第38話 修業の扉
金曜日の放課後、グラウンドの端で赤江光陽は深く息を吸い込んだ。 腕にはパワーリスト、足首にはパワーアンクル。手元のサッカーボールをそっと見つめる。 「……行こうか」 目の前には、部活を終えて一緒に帰るのを待っていた男――葵玲央が立っていた。 その手にはリュック、肩には軽くタオルがかけられている。 「マジでやるのかよ。10キロドリブル」 「当たり前だろ、玲央。オレは修業しに行くんだぞ?」 光陽の顔には、どこか高揚した笑みが浮かんでいた。
数日前、光陽は正式に玲央の家での“修業”を申し出た。紫乃監督と双方の両親からも許可が下り、週末を使った泊まり込み修業が実現した。 だが、そこで彼は――ある事実を聞かされたのだった。 「玲央くんは、毎日10キロ、走って通ってきてるのよ」 それを聞いた瞬間、光陽は目を見開いた。 毎日。10キロ。しかも山道。 最初に思ったのは、「ウソだろ?」だった。 だが、玲央はそれを当然のように、当たり前のようにやっていた。 だからこそ、あの体力、フィジカル、あのプレーがあるのだと光陽は理解した。 「初っぱなから修業っぽいじゃねぇか……!」 だから光陽は決めた。 パワーリストとアンクルを付けて、ドリブルで10キロ走る。 それが、オレの修業のはじまりだ――と。

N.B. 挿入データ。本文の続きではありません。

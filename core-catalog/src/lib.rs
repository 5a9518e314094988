//! # Core Catalog Module
//!
//! Typed view of the remote asset service and the on-disk library:
//! - Asset records and download manifests parsed from service JSON
//! - Asset list retrieval with an on-disk cache and freshness window
//! - Content store for per-asset directories, marker files, and payloads
//!
//! ## Overview
//!
//! The catalog layer owns everything about *what* exists, remotely and
//! locally. It never downloads payloads itself; the sync layer drives
//! downloads through `bridge-traits` and uses this crate to decide which
//! assets need work and where their files belong.

pub mod catalog;
pub mod error;
pub mod models;
pub mod store;

pub use catalog::AssetCatalog;
pub use error::{CatalogError, Result};
pub use models::{AssetKind, AssetRecord, DownloadManifest, FileEntry};
pub use store::ContentStore;
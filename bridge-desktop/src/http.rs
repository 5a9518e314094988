//! Reqwest-backed [`AssetFetcher`] implementation.

use async_trait::async_trait;
use bridge_traits::{
    error::{BridgeError, Result},
    http::AssetFetcher,
};
use bytes::Bytes;
use futures_util::StreamExt;
use reqwest::Client;
use std::path::Path;
use std::time::Duration;
use tokio::fs;
use tokio::io::AsyncWriteExt;
use tracing::{debug, warn};

/// Default User-Agent sent with every request.
pub const DEFAULT_USER_AGENT: &str = "asset-library-core/0.1";

/// Reqwest-based fetcher
///
/// Provides the two network primitives the core needs:
/// - buffered GET with `Accept: application/json` for list/index endpoints
/// - streamed GET-to-disk for thumbnails and payloads, with partial-file
///   cleanup on failure
///
/// Connection pooling and TLS come from reqwest. Each call carries its own
/// timeout; there is no retry at this layer.
pub struct ReqwestFetcher {
    client: Client,
    request_timeout: Duration,
}

impl ReqwestFetcher {
    /// Create a fetcher with the default User-Agent and a 30 second timeout.
    pub fn new() -> Self {
        Self::with_user_agent(DEFAULT_USER_AGENT, Duration::from_secs(30))
    }

    /// Create a fetcher with a custom User-Agent and request timeout.
    ///
    /// The timeout applies to buffered GETs only; streamed downloads are
    /// bounded per-chunk by the connect timeout rather than in total, since
    /// payload sizes vary by orders of magnitude.
    pub fn with_user_agent(user_agent: &str, timeout: Duration) -> Self {
        let client = Client::builder()
            .connect_timeout(Duration::from_secs(10))
            .pool_max_idle_per_host(10)
            .user_agent(user_agent)
            .build()
            .expect("Failed to build HTTP client");
        Self {
            client,
            request_timeout: timeout,
        }
    }

    /// Wrap an externally configured reqwest client.
    pub fn with_client(client: Client) -> Self {
        Self {
            client,
            request_timeout: Duration::from_secs(30),
        }
    }
}

impl Default for ReqwestFetcher {
    fn default() -> Self {
        Self::new()
    }
}

#[async_trait]
impl AssetFetcher for ReqwestFetcher {
    async fn get_bytes(&self, url: &str) -> Result<Bytes> {
        debug!(url, "GET");
        let response = self
            .client
            .get(url)
            .header("Accept", "application/json")
            .timeout(self.request_timeout)
            .send()
            .await
            .map_err(|e| BridgeError::Transport(e.to_string()))?;

        let status = response.status();
        if !status.is_success() {
            return Err(BridgeError::HttpStatus {
                status: status.as_u16(),
                url: url.to_string(),
            });
        }

        response
            .bytes()
            .await
            .map_err(|e| BridgeError::Transport(e.to_string()))
    }

    async fn download_to_file(&self, url: &str, dest: &Path) -> Result<()> {
        debug!(url, dest = %dest.display(), "download");

        let result = self.stream_to_file(url, dest).await;
        if result.is_err() {
            // Never leave a partial file behind; a zero/truncated file would
            // read as "already downloaded" on the next sync.
            if let Err(e) = fs::remove_file(dest).await {
                if e.kind() != std::io::ErrorKind::NotFound {
                    warn!(dest = %dest.display(), error = %e, "failed to remove partial file");
                }
            }
        }
        result
    }
}

impl ReqwestFetcher {
    async fn stream_to_file(&self, url: &str, dest: &Path) -> Result<()> {
        let response = self
            .client
            .get(url)
            .send()
            .await
            .map_err(|e| BridgeError::Transport(e.to_string()))?;

        let status = response.status();
        if !status.is_success() {
            return Err(BridgeError::HttpStatus {
                status: status.as_u16(),
                url: url.to_string(),
            });
        }

        let mut file = fs::File::create(dest).await?;
        let mut stream = response.bytes_stream();
        while let Some(chunk) = stream.next().await {
            let chunk = chunk.map_err(|e| BridgeError::Transport(e.to_string()))?;
            file.write_all(&chunk).await?;
        }
        file.flush().await?;
        Ok(())
    }
}
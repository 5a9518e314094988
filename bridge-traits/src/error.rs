use thiserror::Error;

#[derive(Error, Debug)]
pub enum BridgeError {
    #[error("HTTP status {status} for {url}")]
    HttpStatus { status: u16, url: String },

    #[error("Transport error: {0}")]
    Transport(String),

    #[error("IO error: {0}")]
    Io(#[from] std::io::Error),
}

pub type Result<T> = std::result::Result<T, BridgeError>;
use soroban_sdk::{contract, contractimpl, contractmeta, log, Address, Env};

use crate::errors::Error;
use crate::events;
use crate::external;
use crate::math::{
    self, SupplyDeltaInput, DEFAULT_DEVIATION_THRESHOLD, DEFAULT_MAX_RATE_CHANGE_PCT,
    DEFAULT_REBASE_LAG,
};
use crate::storage;
use crate::types::{PolicyConfig, RebaseRecord, RebaseState, RebaseTiming};

contractmeta!(
    key = "Description",
    val = "Supply policy computing damped rebase adjustments from oracle rates"
);

pub const DEFAULT_MIN_REBASE_TIME_INTERVAL_SEC: u64 = 86_400;
pub const DEFAULT_REBASE_WINDOW_OFFSET_SEC: u64 = 72_000;
pub const DEFAULT_REBASE_WINDOW_LENGTH_SEC: u64 = 900;

#[contract]
pub struct SupplyPolicy;

#[contractimpl]
impl SupplyPolicy {
    /// Binds the policy to its ledger. Oracles and the orchestrator are wired
    /// afterwards; until then `rebase` fails with `ConfigurationError`.
    pub fn initialize(
        env: Env,
        owner: Address,
        ledger: Address,
        base_index_value: u128,
    ) -> Result<(), Error> {
        if storage::is_initialized(&env) {
            return Err(Error::AlreadyInitialized);
        }
        owner.require_auth();
        if base_index_value == 0 {
            return Err(Error::ConfigurationError);
        }

        storage::write_config(
            &env,
            &PolicyConfig {
                owner,
                ledger,
                base_index_value,
                deviation_threshold: DEFAULT_DEVIATION_THRESHOLD,
                rebase_lag: DEFAULT_REBASE_LAG,
                max_positive_rate_change_pct: DEFAULT_MAX_RATE_CHANGE_PCT,
                max_negative_rate_change_pct: DEFAULT_MAX_RATE_CHANGE_PCT,
                market_oracle: None,
                index_oracle: None,
                orchestrator: None,
            },
        );
        storage::write_timing(
            &env,
            &RebaseTiming {
                min_rebase_time_interval_sec: DEFAULT_MIN_REBASE_TIME_INTERVAL_SEC,
                rebase_window_offset_sec: DEFAULT_REBASE_WINDOW_OFFSET_SEC,
                rebase_window_length_sec: DEFAULT_REBASE_WINDOW_LENGTH_SEC,
            },
        );
        storage::write_state(
            &env,
            &RebaseState {
                epoch: 0,
                last_rebase_timestamp_sec: 0,
            },
        );
        Ok(())
    }

    // ------------------------------------------------------------------
    // Owner configuration
    // ------------------------------------------------------------------

    pub fn set_market_oracle(env: Env, caller: Address, oracle: Address) -> Result<(), Error> {
        let mut config = storage::require_owner(&env, &caller)?;
        config.market_oracle = Some(oracle.clone());
        storage::write_config(&env, &config);
        events::emit_market_oracle_set(&env, oracle);
        Ok(())
    }

    pub fn set_index_oracle(env: Env, caller: Address, oracle: Address) -> Result<(), Error> {
        let mut config = storage::require_owner(&env, &caller)?;
        config.index_oracle = Some(oracle.clone());
        storage::write_config(&env, &config);
        events::emit_index_oracle_set(&env, oracle);
        Ok(())
    }

    pub fn set_orchestrator(env: Env, caller: Address, orchestrator: Address) -> Result<(), Error> {
        let mut config = storage::require_owner(&env, &caller)?;
        config.orchestrator = Some(orchestrator.clone());
        storage::write_config(&env, &config);
        events::emit_orchestrator_set(&env, orchestrator);
        Ok(())
    }

    pub fn set_deviation_threshold(
        env: Env,
        caller: Address,
        deviation_threshold: u128,
    ) -> Result<(), Error> {
        let mut config = storage::require_owner(&env, &caller)?;
        config.deviation_threshold = deviation_threshold;
        storage::write_config(&env, &config);
        Ok(())
    }

    pub fn set_rebase_lag(env: Env, caller: Address, rebase_lag: u32) -> Result<(), Error> {
        let mut config = storage::require_owner(&env, &caller)?;
        if rebase_lag == 0 {
            return Err(Error::ConfigurationError);
        }
        config.rebase_lag = rebase_lag;
        storage::write_config(&env, &config);
        Ok(())
    }

    /// Caps on a single rebase, as whole percents of the current supply.
    pub fn set_rate_change_maximums(
        env: Env,
        caller: Address,
        max_positive_rate_change_pct: u32,
        max_negative_rate_change_pct: u32,
    ) -> Result<(), Error> {
        let mut config = storage::require_owner(&env, &caller)?;
        config.max_positive_rate_change_pct = max_positive_rate_change_pct;
        config.max_negative_rate_change_pct = max_negative_rate_change_pct;
        storage::write_config(&env, &config);
        Ok(())
    }

    pub fn set_rebase_timing_parameters(
        env: Env,
        caller: Address,
        min_rebase_time_interval_sec: u64,
        rebase_window_offset_sec: u64,
        rebase_window_length_sec: u64,
    ) -> Result<(), Error> {
        storage::require_owner(&env, &caller)?;
        let timing = RebaseTiming {
            min_rebase_time_interval_sec,
            rebase_window_offset_sec,
            rebase_window_length_sec,
        };
        timing.validate()?;
        storage::write_timing(&env, &timing);
        events::emit_timing_set(&env, &timing);
        Ok(())
    }

    pub fn transfer_ownership(env: Env, caller: Address, new_owner: Address) -> Result<(), Error> {
        let mut config = storage::require_owner(&env, &caller)?;
        config.owner = new_owner;
        storage::write_config(&env, &config);
        Ok(())
    }

    // ------------------------------------------------------------------
    // Rebase
    // ------------------------------------------------------------------

    pub fn in_rebase_window(env: Env) -> Result<bool, Error> {
        let timing = storage::read_timing(&env)?;
        Ok(timing.in_window(env.ledger().timestamp()))
    }

    /// Runs one rebase cycle. Only the configured orchestrator may call it.
    ///
    /// The epoch advances and the ledger is adjusted even when the computed
    /// delta is zero. Any failure leaves epoch, timestamp and supply as
    /// they were.
    pub fn rebase(env: Env, caller: Address) -> Result<RebaseRecord, Error> {
        let config = storage::read_config(&env)?;
        let orchestrator = config
            .orchestrator
            .clone()
            .ok_or(Error::ConfigurationError)?;
        caller.require_auth();
        if caller != orchestrator {
            return Err(Error::AccessDenied);
        }
        let market_oracle = config
            .market_oracle
            .clone()
            .ok_or(Error::ConfigurationError)?;
        let index_oracle = config
            .index_oracle
            .clone()
            .ok_or(Error::ConfigurationError)?;

        let timing = storage::read_timing(&env)?;
        let mut state = storage::read_state(&env)?;
        let now = env.ledger().timestamp();

        if !timing.in_window(now) {
            return Err(Error::OutsideRebaseWindow);
        }
        if now.saturating_sub(state.last_rebase_timestamp_sec)
            < timing.min_rebase_time_interval_sec
        {
            return Err(Error::MinIntervalNotElapsed);
        }

        let exchange_rate = external::market_rate(&env, &market_oracle)?;
        let index_value = external::index_value(&env, &index_oracle)?;
        let target_rate = math::target_rate(index_value, config.base_index_value)?;
        if target_rate == 0 {
            return Err(Error::InvalidIndexData);
        }

        let supply = external::total_supply(&env, &config.ledger)?;
        let supply_delta = math::compute_supply_delta(&SupplyDeltaInput {
            supply,
            rate: exchange_rate,
            target_rate,
            deviation_threshold: config.deviation_threshold,
            rebase_lag: config.rebase_lag,
            max_positive_rate_change_pct: config.max_positive_rate_change_pct,
            max_negative_rate_change_pct: config.max_negative_rate_change_pct,
        })?;

        state.epoch = state.epoch.checked_add(1).ok_or(Error::ArithmeticOverflow)?;
        state.last_rebase_timestamp_sec = timing.window_open(now);
        storage::write_state(&env, &state);

        let new_supply = external::apply_rebase(&env, &config.ledger, state.epoch, supply_delta)?;
        log!(
            &env,
            "policy rebase",
            state.epoch,
            exchange_rate,
            target_rate,
            supply_delta,
            new_supply
        );

        let record = RebaseRecord {
            epoch: state.epoch,
            exchange_rate,
            index_value,
            requested_supply_adjustment: supply_delta,
            timestamp_sec: now,
        };
        events::emit_log_rebase(&env, &record);
        Ok(record)
    }

    // ------------------------------------------------------------------
    // Views
    // ------------------------------------------------------------------

    pub fn config(env: Env) -> Result<PolicyConfig, Error> {
        storage::read_config(&env)
    }

    pub fn timing(env: Env) -> Result<RebaseTiming, Error> {
        storage::read_timing(&env)
    }

    pub fn epoch(env: Env) -> Result<u64, Error> {
        Ok(storage::read_state(&env)?.epoch)
    }

    pub fn last_rebase_timestamp_sec(env: Env) -> Result<u64, Error> {
        Ok(storage::read_state(&env)?.last_rebase_timestamp_sec)
    }

    pub fn owner(env: Env) -> Result<Address, Error> {
        Ok(storage::read_config(&env)?.owner)
    }

    pub fn ledger(env: Env) -> Result<Address, Error> {
        Ok(storage::read_config(&env)?.ledger)
    }

    pub fn market_oracle(env: Env) -> Result<Option<Address>, Error> {
        Ok(storage::read_config(&env)?.market_oracle)
    }

    pub fn index_oracle(env: Env) -> Result<Option<Address>, Error> {
        Ok(storage::read_config(&env)?.index_oracle)
    }

    pub fn orchestrator(env: Env) -> Result<Option<Address>, Error> {
        Ok(storage::read_config(&env)?.orchestrator)
    }
}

10キロの道のりは想像以上だった。 最初の1キロ、舗装された道路の上では光陽はまだ余裕を見せていた。 「ふっ、こんなもんかよ……って、何でこの道、こんなに坂多いんだ……?」 2キロを越えたあたりから坂道が現れ、道はだんだんと粗くなっていく。 ボールは少しでも蹴り方を間違えれば、石に引っかかって跳ね上がる。 悪路の下り坂ではスピードが増し、抑えが効かなくなる。 それでも、光陽は止まらなかった。 (玲央は、これを毎日……!) 汗が目に入り、膝が震える。腕が重く、太ももが張ってくる。 それでも、ボールを前に出す足を止めることはなかった。 その横で、淡々と同じスピードで併走している玲央。 まるで呼吸一つ乱していない。 「……お前、ホントに人間かよ……!」 「どうだろうな?」 玲央はそっけなく言い、ふと前方を指さした。 「――見えてきたぞ」
そこには、山に囲まれた小さな集落。 段々畑に囲まれた古い民家が点在し、道は細く、山の匂いが濃くなる。 その中にぽつんと立つ、木造の二階家。 それが――葵家だった。 「……っは、っは……着いた……っ!」 光陽は最後までボールを蹴り続けたまま、玄関の前に倒れ込んだ。 達成感よりも、全身の重さが彼を支配していた。 だが、その目には確かな充実と、少しの誇りがあった。 「……これが、お前の日常か……すげぇな……」 玲央はタオルを光陽の頭に投げ、淡々と言う。 「これからだぞ。まだ“玄関”に立っただけだ」 光陽は思わず笑った。 「ははっ……なんか、ワクワクしてきたな……!」 こうして、赤江光陽の“修業編”は、ついに幕を開けた。